_Activity_: The line containing "pub const FRAME_LINES: usize = 4;" marks the end: write out exactly every line from the first line of the data below through that line, and only those.

_Extracted material_:
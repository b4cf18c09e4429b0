//! Actuator drivers over `embedded-hal` traits.

pub mod relay;
pub mod servo;
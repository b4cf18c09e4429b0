//! Status readout: snapshot, refresh gate and text composition.
//!
//! The gate compares what the user would see against what was last drawn
//! and only asks the display to redraw on a difference.  It works purely
//! on cached logical state; it never reads a pin back, since the relay
//! pin and the logical relay state can briefly disagree.

use core::fmt::Write;

use heapless::String;
use serde::Serialize;

use crate::config::RigConfig;

/// Characters per readout line.
pub const LINE_WIDTH: usize = 24;
/// Lines per readout frame.
pub const FRAME_LINES: usize = 4;

/// Everything the readout shows, as last rendered.
#[derive(Debug, Clone, Copy, PartialEq, Eq, Serialize)]
pub struct DisplaySnapshot {
    /// Positional angle after [`AngleTransform`].
    pub angle: i16,
    /// Rotational servo target.
    pub rotation: u8,
    pub relay1: bool,
    pub relay2: bool,
}

/// Piecewise-linear remap of the positional angle for display only.
///
/// `[lower, center]` maps onto `[display_lower, mid]` and
/// `[center, upper]` onto `[mid, display_upper]`, with `mid` the midpoint
/// of the display range, so center always reads as the middle value
/// however asymmetric the clamp bounds are.
#[derive(Debug, Clone, Copy)]
pub struct AngleTransform {
    lower: i32,
    center: i32,
    upper: i32,
    display_lower: i32,
    display_upper: i32,
}

impl AngleTransform {
    pub fn new(
        lower: i16,
        center: i16,
        upper: i16,
        display_lower: i16,
        display_upper: i16,
    ) -> Self {
        Self {
            lower: lower.into(),
            center: center.into(),
            upper: upper.into(),
            display_lower: display_lower.into(),
            display_upper: display_upper.into(),
        }
    }

    pub fn from_config(config: &RigConfig) -> Self {
        Self::new(
            config.positional_lower,
            config.positional_center,
            config.positional_upper,
            config.display_lower,
            config.display_upper,
        )
    }

    pub fn apply(&self, angle: i16) -> i16 {
        let angle = i32::from(angle);
        let mid = (self.display_lower + self.display_upper) / 2;
        let shown = if angle < self.center {
            let span = self.center - self.lower;
            if span == 0 {
                mid
            } else {
                mid - (self.center - angle) * (mid - self.display_lower) / span
            }
        } else {
            let span = self.upper - self.center;
            if span == 0 {
                mid
            } else {
                mid + (angle - self.center) * (self.display_upper - mid) / span
            }
        };
        shown.clamp(i32::from(i16::MIN), i32::from(i16::MAX)) as i16
    }
}

/// Redraw-on-change gate.
#[derive(Debug, Default)]
pub struct DisplayGate {
    last: Option<DisplaySnapshot>,
}

impl DisplayGate {
    pub fn new() -> Self {
        Self { last: None }
    }

    /// Returns the snapshot to draw if it differs from the last one drawn,
    /// recording it as drawn.
    pub fn refresh(&mut self, candidate: DisplaySnapshot) -> Option<DisplaySnapshot> {
        if self.last == Some(candidate) {
            return None;
        }
        self.last = Some(candidate);
        Some(candidate)
    }

    pub fn last(&self) -> Option<&DisplaySnapshot> {
        self.last.as_ref()
    }
}

/// Text lines for a character or small graphic display.
pub type StatusFrame = [String<LINE_WIDTH>; FRAME_LINES];

/// Lay out the readout text for `snap`.
pub fn compose(snap: &DisplaySnapshot) -> StatusFrame {
    let mut frame: StatusFrame = Default::default();
    // Every line fits LINE_WIDTH; a full buffer would only truncate.
    let _ = frame[0].push_str("Servo Control");
    let _ = write!(frame[1], "180 deg: {}", snap.angle);
    let _ = write!(frame[2], "360 state: {}", snap.rotation);
    let _ = write!(
        frame[3],
        "R1: {}  R2: {}",
        on_off(snap.relay1),
        on_off(snap.relay2)
    );
    frame
}

fn on_off(on: bool) -> &'static str {
    if on { "ON" } else { "OFF" }
}
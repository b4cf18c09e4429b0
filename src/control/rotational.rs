//! Continuous-rotation (360°) servo model.
//!
//! For a continuous servo the "angle" is a speed: `neutral` (usually 90)
//! means stopped, 180 full speed one way, 0 full speed the other.
//!
//! ## Self-centering
//!
//! `Left`/`Right` arm a keep-alive deadline.  When it lapses the target
//! returns to neutral, so the rig always stops once input stops.
//!
//! ## Drive modes
//!
//! | Mode       | `current` follows `target`                          |
//! |------------|-----------------------------------------------------|
//! | `Direct`   | immediately, on every target change                 |
//! | `Smoothed` | by at most `step` per smoothing tick, no overshoot  |

use serde::{Deserialize, Serialize};

use crate::config::RigConfig;
use crate::timing::{Cadence, Deadline, Millis};

/// Target for `Left`: full speed counter-clockwise.
pub const SPIN_LEFT_TARGET: u8 = 180;
/// Target for `Right`: full speed clockwise.
pub const SPIN_RIGHT_TARGET: u8 = 0;

#[derive(Debug, Clone, Copy, PartialEq, Eq, Default, Serialize, Deserialize)]
pub enum DriveMode {
    #[default]
    Direct,
    Smoothed,
}

#[derive(Debug, Clone, Copy, PartialEq, Eq)]
pub enum SpinDirection {
    Left,
    Right,
}

impl SpinDirection {
    pub fn target(self) -> u8 {
        match self {
            Self::Left => SPIN_LEFT_TARGET,
            Self::Right => SPIN_RIGHT_TARGET,
        }
    }
}

pub struct RotationalServo {
    current: u8,
    target: u8,
    neutral: u8,
    step: u8,
    mode: DriveMode,
    keep_alive: Deadline,
    smoothing: Cadence,
}

impl RotationalServo {
    pub fn new(
        neutral: u8,
        step: u8,
        mode: DriveMode,
        command_timeout_ms: Millis,
        smoothing_interval_ms: Millis,
    ) -> Self {
        let neutral = neutral.min(180);
        Self {
            current: neutral,
            target: neutral,
            neutral,
            step: step.max(1),
            mode,
            keep_alive: Deadline::new(0, command_timeout_ms),
            smoothing: Cadence::new(0, smoothing_interval_ms),
        }
    }

    pub fn from_config(config: &RigConfig) -> Self {
        Self::new(
            config.rotation_neutral,
            config.rotation_step,
            config.rotation_drive,
            config.command_timeout_ms,
            config.smoothing_interval_ms,
        )
    }

    /// Apply a Left/Right command: set the target and arm the keep-alive.
    /// Returns `true` if the target changed.
    pub fn spin(&mut self, direction: SpinDirection, now: Millis) -> bool {
        self.keep_alive.rearm(now);
        self.set_target(direction.target())
    }

    /// Keep the current spin alive without changing the target
    /// (the key is still held).
    pub fn hold(&mut self, now: Millis) {
        self.keep_alive.rearm(now);
    }

    /// Revert to neutral once the keep-alive has lapsed.
    /// Returns `true` if the target changed.
    pub fn expire(&mut self, now: Millis) -> bool {
        if self.keep_alive.is_expired(now) {
            self.set_target(self.neutral)
        } else {
            false
        }
    }

    /// Advance `current` toward `target` if a smoothing tick is due.
    /// Returns `true` if `current` moved.  No-op in direct mode.
    pub fn advance(&mut self, now: Millis) -> bool {
        if self.mode != DriveMode::Smoothed || !self.smoothing.ready(now) {
            return false;
        }
        let next = if self.current < self.target {
            self.current.saturating_add(self.step).min(self.target)
        } else {
            self.current.saturating_sub(self.step).max(self.target)
        };
        let moved = next != self.current;
        self.current = next;
        moved
    }

    fn set_target(&mut self, target: u8) -> bool {
        let changed = target != self.target;
        self.target = target;
        if self.mode == DriveMode::Direct {
            self.current = target;
        }
        changed
    }

    pub fn current(&self) -> u8 {
        self.current
    }

    pub fn target(&self) -> u8 {
        self.target
    }

    pub fn neutral(&self) -> u8 {
        self.neutral
    }

    pub fn mode(&self) -> DriveMode {
        self.mode
    }

    pub fn is_stopped(&self) -> bool {
        self.current == self.neutral && self.target == self.neutral
    }
}
//! End-to-end through the real adapters: frames pushed into an
//! `IrFrameRing` (as the decoder ISR would) come out as PWM duty and
//! relay pin levels on test doubles.

use std::cell::RefCell;
use std::convert::Infallible;
use std::rc::Rc;

use embedded_hal::digital::{self, OutputPin};
use embedded_hal::pwm::{self, SetDutyCycle};

use irservo::adapters::display::LogDisplay;
use irservo::adapters::hardware::HardwareAdapter;
use irservo::adapters::ir::{IrFrameRing, IrReceiver};
use irservo::adapters::log_sink::LogEventSink;
use irservo::app::commands::{IrFrame, nec_code};
use irservo::app::ports::ServoId;
use irservo::app::service::RigService;
use irservo::config::RigConfig;
use irservo::control::relay::RelayId;
use irservo::drivers::relay::{Polarity, RelayDriver};
use irservo::drivers::servo::ServoDriver;

/// 14-bit channel sharing its last duty with the test.
struct SharedPwm(Rc<RefCell<u16>>);

impl pwm::ErrorType for SharedPwm {
    type Error = Infallible;
}

impl SetDutyCycle for SharedPwm {
    fn max_duty_cycle(&self) -> u16 {
        16_383
    }

    fn set_duty_cycle(&mut self, duty: u16) -> Result<(), Self::Error> {
        *self.0.borrow_mut() = duty;
        Ok(())
    }
}

/// Output pin sharing its level with the test.
struct SharedPin(Rc<RefCell<bool>>);

impl digital::ErrorType for SharedPin {
    type Error = Infallible;
}

impl OutputPin for SharedPin {
    fn set_low(&mut self) -> Result<(), Self::Error> {
        *self.0.borrow_mut() = false;
        Ok(())
    }

    fn set_high(&mut self) -> Result<(), Self::Error> {
        *self.0.borrow_mut() = true;
        Ok(())
    }
}

struct Board {
    positional_duty: Rc<RefCell<u16>>,
    timed_level: Rc<RefCell<bool>>,
    toggle_level: Rc<RefCell<bool>>,
}

fn board(
    ring: &IrFrameRing,
) -> (
    Board,
    HardwareAdapter<SharedPwm, SharedPin, IrReceiver<'_>>,
) {
    let b = Board {
        positional_duty: Rc::default(),
        timed_level: Rc::default(),
        toggle_level: Rc::default(),
    };
    let hw = HardwareAdapter::new(
        ServoDriver::new(SharedPwm(b.positional_duty.clone())),
        ServoDriver::new(SharedPwm(Rc::default())),
        RelayDriver::new(SharedPin(b.timed_level.clone()), Polarity::ActiveLow).unwrap(),
        RelayDriver::new(SharedPin(b.toggle_level.clone()), Polarity::ActiveHigh).unwrap(),
        IrReceiver::new(ring, 150),
    );
    (b, hw)
}

#[test]
fn frames_from_the_ring_drive_the_outputs() {
    let ring = IrFrameRing::new();
    let (b, mut hw) = board(&ring);
    let mut display = LogDisplay::new();
    let mut sink = LogEventSink::new();
    let mut app = RigService::new(RigConfig::default()).unwrap();
    app.start(&mut hw, &mut display, &mut sink).unwrap();

    // Active-low relay released at rest.
    assert!(*b.timed_level.borrow());
    assert_eq!(hw.servo_angle(ServoId::Positional), Some(92));

    ring.push(IrFrame::press(nec_code(0x18)), 10); // Up
    app.tick(10, &mut hw, &mut display, &mut sink);
    assert_eq!(hw.servo_angle(ServoId::Positional), Some(93));
    // 500 + 93 * 2000 / 180 = 1533 µs of 20 ms, on a 14-bit channel.
    assert_eq!(*b.positional_duty.borrow(), 1255);

    ring.push(IrFrame::press(nec_code(0x16)), 20); // Star: timed relay
    ring.push(IrFrame::press(nec_code(0x0D)), 21); // Square: toggle relay
    app.tick(20, &mut hw, &mut display, &mut sink);
    app.tick(21, &mut hw, &mut display, &mut sink);
    assert!(ring.is_empty());
    assert!(hw.relay_is_on(RelayId::Timed));
    assert!(!*b.timed_level.borrow(), "active-low coil pulled in");
    assert!(*b.toggle_level.borrow());

    app.tick(10_020, &mut hw, &mut display, &mut sink);
    assert!(!hw.relay_is_on(RelayId::Timed));
    assert!(*b.timed_level.borrow());
    assert_eq!(display.redraws(), 5);
}

#[test]
fn one_frame_is_consumed_per_iteration() {
    let ring = IrFrameRing::new();
    let (_b, mut hw) = board(&ring);
    let mut display = LogDisplay::new();
    let mut sink = LogEventSink::new();
    let mut app = RigService::new(RigConfig::default()).unwrap();
    app.start(&mut hw, &mut display, &mut sink).unwrap();

    for t in 0..3 {
        ring.push(IrFrame::press(nec_code(0x18)), t);
    }
    app.tick(5, &mut hw, &mut display, &mut sink);
    assert_eq!(ring.len(), 2);
    app.tick(6, &mut hw, &mut display, &mut sink);
    app.tick(7, &mut hw, &mut display, &mut sink);
    assert!(ring.is_empty());
    assert_eq!(app.state().positional.position(), 95);
}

_Exercise response_:
repository b4cf18c09e4429b0
//! Actuator drivers over `embedded-hal` traits.

pub mod relay;
pub mod servo;
repository b4cf18c09e4429b0
//! Status readout: snapshot, refresh gate and text composition.
//!
//! The gate compares what the user would see against what was last drawn
//! and only asks the display to redraw on a difference.  It works purely
//! on cached logical state; it never reads a pin back, since the relay
//! pin and the logical relay state can briefly disagree.

use core::fmt::Write;

use heapless::String;
use serde::Serialize;

use crate::config::RigConfig;

/// Characters per readout line.
pub const LINE_WIDTH: usize = 24;
/// Lines per readout frame.
pub const FRAME_LINES: usize = 4;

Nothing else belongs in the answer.